[[ Raw data, beginning ]]
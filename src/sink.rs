//! Log sinks - where published log lines end up.
//!
//! The publish thread hands every line to a [`LogSink`] and closes the
//! current batch at each flush (and at shutdown).

use std::fs::{self, File};
use std::io::{BufWriter, Write};
use std::path::{Path, PathBuf};

use tracing::{debug, info};

use crate::command::LogLine;
use crate::config::SinkConfig;
use crate::error::{EngineError, Result};

/// Durable destination of log lines, grouped into flush batches.
pub trait LogSink: Send {
    /// Append lines to the current batch.
    fn write_lines(&mut self, lines: &[LogLine]) -> Result<()>;

    /// Close the current batch. A batch with no lines leaves no trace.
    fn end_batch(&mut self) -> Result<()>;
}

impl<S: LogSink + ?Sized> LogSink for Box<S> {
    fn write_lines(&mut self, lines: &[LogLine]) -> Result<()> {
        (**self).write_lines(lines)
    }

    fn end_batch(&mut self) -> Result<()> {
        (**self).end_batch()
    }
}

// ============================================================================
// File Sink
// ============================================================================

/// Writes batch `n` to `<dir>/<n>.log`, one line per record.
///
/// Batch numbers start at 1 and only advance when a file was written.
#[derive(Debug)]
pub struct FileSink {
    dir: PathBuf,
    echo: bool,
    batch: u64,
    writer: Option<BufWriter<File>>,
}

impl FileSink {
    /// Create the log directory if needed.
    pub fn new(config: &SinkConfig) -> Result<Self> {
        fs::create_dir_all(&config.log_dir).map_err(EngineError::Sink)?;
        debug!(dir = %config.log_dir.display(), "file sink ready");
        Ok(Self {
            dir: config.log_dir.clone(),
            echo: config.echo,
            batch: 1,
            writer: None,
        })
    }

    pub fn dir(&self) -> &Path {
        &self.dir
    }

    /// Number the next non-empty batch will be written under
    pub fn next_batch(&self) -> u64 {
        self.batch
    }

    pub fn batch_path(&self, batch: u64) -> PathBuf {
        self.dir.join(format!("{batch}.log"))
    }

    fn writer(&mut self) -> Result<&mut BufWriter<File>> {
        let writer = match self.writer.take() {
            Some(writer) => writer,
            None => {
                let file = File::create(self.batch_path(self.batch)).map_err(EngineError::Sink)?;
                if self.echo {
                    info!("============ Writing Log {} ============", self.batch);
                }
                BufWriter::new(file)
            }
        };
        Ok(self.writer.insert(writer))
    }
}

impl LogSink for FileSink {
    fn write_lines(&mut self, lines: &[LogLine]) -> Result<()> {
        if lines.is_empty() {
            return Ok(());
        }
        let echo = self.echo;
        let writer = self.writer()?;
        for line in lines {
            writeln!(writer, "{line}").map_err(EngineError::Sink)?;
            if echo {
                info!("{line}");
            }
        }
        Ok(())
    }

    fn end_batch(&mut self) -> Result<()> {
        let Some(mut writer) = self.writer.take() else {
            return Ok(());
        };
        writer.flush().map_err(EngineError::Sink)?;
        debug!(batch = self.batch, "batch closed");
        self.batch += 1;
        Ok(())
    }
}

impl Drop for FileSink {
    fn drop(&mut self) {
        if let Some(writer) = self.writer.as_mut() {
            let _ = writer.flush();
        }
    }
}

// ============================================================================
// Memory Sink
// ============================================================================

/// Collects batches in memory. Closed batches are never empty.
#[derive(Debug, Default)]
pub struct MemorySink {
    batches: Vec<Vec<String>>,
    current: Vec<String>,
}

impl MemorySink {
    pub fn new() -> Self {
        Self::default()
    }

    /// Closed batches, rendered
    pub fn batches(&self) -> &[Vec<String>] {
        &self.batches
    }

    /// Lines of the batch still open
    pub fn pending(&self) -> &[String] {
        &self.current
    }

    pub fn into_batches(self) -> Vec<Vec<String>> {
        self.batches
    }
}

impl LogSink for MemorySink {
    fn write_lines(&mut self, lines: &[LogLine]) -> Result<()> {
        self.current.extend(lines.iter().map(|line| line.to_string()));
        Ok(())
    }

    fn end_batch(&mut self) -> Result<()> {
        if !self.current.is_empty() {
            self.batches.push(std::mem::take(&mut self.current));
        }
        Ok(())
    }
}

/// A sink shared with the test that created it.
impl<S: LogSink> LogSink for std::sync::Arc<std::sync::Mutex<S>> {
    fn write_lines(&mut self, lines: &[LogLine]) -> Result<()> {
        self.lock()
            .unwrap_or_else(std::sync::PoisonError::into_inner)
            .write_lines(lines)
    }

    fn end_batch(&mut self) -> Result<()> {
        self.lock()
            .unwrap_or_else(std::sync::PoisonError::into_inner)
            .end_batch()
    }
}

#[cfg(test)]
mod tests {
    use super::*;
    use crate::command::Side;

    fn sample() -> Vec<LogLine> {
        vec![
            LogLine::Ack { user_id: 1, user_order_id: 1 },
            LogLine::BookUpdate { side: Side::Buy, top: Some((10, 5)) },
        ]
    }

    #[test]
    fn test_memory_sink_batches() {
        let mut sink = MemorySink::new();
        sink.write_lines(&sample()).unwrap();
        sink.end_batch().unwrap();
        sink.end_batch().unwrap();

        assert_eq!(sink.batches(), &[vec!["A, 1, 1".to_string(), "B, B, 10, 5".to_string()]]);
        assert!(sink.pending().is_empty());
    }

    #[test]
    fn test_file_sink_numbers_batches() {
        let dir = tempfile::tempdir().unwrap();
        let config = SinkConfig {
            log_dir: dir.path().join("logs"),
            echo: false,
        };
        let mut sink = FileSink::new(&config).unwrap();

        sink.write_lines(&sample()).unwrap();
        sink.end_batch().unwrap();
        sink.end_batch().unwrap();
        sink.write_lines(&sample()[..1]).unwrap();
        sink.end_batch().unwrap();

        let first = fs::read_to_string(sink.batch_path(1)).unwrap();
        assert_eq!(first, "A, 1, 1\nB, B, 10, 5\n");
        let second = fs::read_to_string(sink.batch_path(2)).unwrap();
        assert_eq!(second, "A, 1, 1\n");
        assert!(!sink.batch_path(3).exists());
        assert_eq!(sink.next_batch(), 3);
    }

    #[test]
    fn test_file_sink_empty_batch_writes_nothing() {
        let dir = tempfile::tempdir().unwrap();
        let config = SinkConfig {
            log_dir: dir.path().to_path_buf(),
            echo: false,
        };
        let mut sink = FileSink::new(&config).unwrap();

        sink.write_lines(&[]).unwrap();
        sink.end_batch().unwrap();

        assert_eq!(fs::read_dir(dir.path()).unwrap().count(), 0);
        assert_eq!(sink.next_batch(), 1);
    }
}
//! Price Level - A FIFO queue of orders at a single price point.
//!
//! Implements a doubly-linked list using arena indices for O(1)
//! insertion and removal from any position, and walks in either direction.

use crate::arena::{Arena, ArenaIndex, NULL_INDEX};

/// A queue of resting orders at a specific price.
///
/// `total_qty` is the level's aggregate open quantity as reported in book
/// updates. It tracks the sum of its orders' quantities except after a
/// [`detach`](PriceLevel::detach), which unlinks an order without releasing
/// its quantity.
#[derive(Clone, Copy, Debug, Default, PartialEq, Eq)]
pub struct PriceLevel {
    /// Price shared by every order in the queue
    pub price: u64,
    /// Index of the oldest order
    pub head: ArenaIndex,
    /// Index of the newest order
    pub tail: ArenaIndex,
    /// Aggregate open quantity at this level
    pub total_qty: u64,
    /// Number of linked orders
    pub count: u32,
}

impl PriceLevel {
    /// Create a new empty price level
    #[inline]
    pub const fn new(price: u64) -> Self {
        Self {
            price,
            head: NULL_INDEX,
            tail: NULL_INDEX,
            total_qty: 0,
            count: 0,
        }
    }

    /// Returns true if no orders are linked at this level
    #[inline]
    pub const fn is_empty(&self) -> bool {
        self.count == 0
    }

    /// Returns true if the level counts toward top-of-book
    #[inline]
    pub const fn is_live(&self) -> bool {
        self.total_qty > 0
    }

    /// Append an order to the tail of the queue and add its quantity.
    ///
    /// # Complexity
    /// O(1)
    #[inline]
    pub fn push_back(&mut self, arena: &mut Arena, index: ArenaIndex) {
        let qty = arena.get(index).qty;

        if self.tail == NULL_INDEX {
            debug_assert!(self.head == NULL_INDEX);
            self.head = index;
            self.tail = index;
            arena.get_mut(index).prev = NULL_INDEX;
            arena.get_mut(index).next = NULL_INDEX;
        } else {
            arena.get_mut(self.tail).next = index;
            arena.get_mut(index).prev = self.tail;
            arena.get_mut(index).next = NULL_INDEX;
            self.tail = index;
        }

        self.count += 1;
        self.total_qty += qty as u64;
    }

    /// Unlink an order from anywhere in the queue, leaving `total_qty` as is.
    ///
    /// Handles all edge cases:
    /// - Only node in level (head == tail)
    /// - Removing head
    /// - Removing tail
    /// - Removing from middle
    ///
    /// The order is NOT freed from the arena; caller must do that.
    ///
    /// # Complexity
    /// O(1)
    #[inline]
    pub fn detach(&mut self, arena: &mut Arena, index: ArenaIndex) {
        let node = arena.get(index);
        let prev_idx = node.prev;
        let next_idx = node.next;

        if prev_idx == NULL_INDEX && next_idx == NULL_INDEX {
            debug_assert!(self.head == index && self.tail == index);
            self.head = NULL_INDEX;
            self.tail = NULL_INDEX;
        } else if prev_idx == NULL_INDEX {
            debug_assert!(self.head == index);
            self.head = next_idx;
            arena.get_mut(next_idx).prev = NULL_INDEX;
        } else if next_idx == NULL_INDEX {
            debug_assert!(self.tail == index);
            self.tail = prev_idx;
            arena.get_mut(prev_idx).next = NULL_INDEX;
        } else {
            arena.get_mut(prev_idx).next = next_idx;
            arena.get_mut(next_idx).prev = prev_idx;
        }

        self.count -= 1;

        arena.get_mut(index).prev = NULL_INDEX;
        arena.get_mut(index).next = NULL_INDEX;
    }

    /// Unlink an order and release its remaining quantity from the level.
    ///
    /// # Complexity
    /// O(1)
    #[inline]
    pub fn remove(&mut self, arena: &mut Arena, index: ArenaIndex) {
        let qty = arena.get(index).qty;
        self.detach(arena, index);
        self.subtract_qty(qty);
    }

    /// Update total quantity after a fill.
    #[inline]
    pub fn subtract_qty(&mut self, qty: u32) {
        debug_assert!(self.total_qty >= qty as u64);
        self.total_qty = self.total_qty.saturating_sub(qty as u64);
    }

    /// Arena indices from oldest to newest.
    pub fn iter<'a>(&self, arena: &'a Arena) -> impl Iterator<Item = ArenaIndex> + 'a {
        let mut cursor = self.head;
        std::iter::from_fn(move || {
            if cursor == NULL_INDEX {
                return None;
            }
            let current = cursor;
            cursor = arena.get(current).next;
            Some(current)
        })
    }

    /// Sum of the linked orders' quantities (O(n), for checks and snapshots).
    pub fn linked_qty(&self, arena: &Arena) -> u64 {
        self.iter(arena).map(|idx| arena.get(idx).qty as u64).sum()
    }
}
[[ Raw data, end ]]
• _What needs to be done_
Could you write out, unchanged, the line with "return None;" and every line after it in the data above?

• _The completed task_
                return None;
            }
            let current = cursor;
            cursor = arena.get(current).next;
            Some(current)
        })
    }

    /// Sum of the linked orders' quantities (O(n), for checks and snapshots).
    pub fn linked_qty(&self, arena: &Arena) -> u64 {
        self.iter(arena).map(|idx| arena.get(idx).qty as u64).sum()
    }
}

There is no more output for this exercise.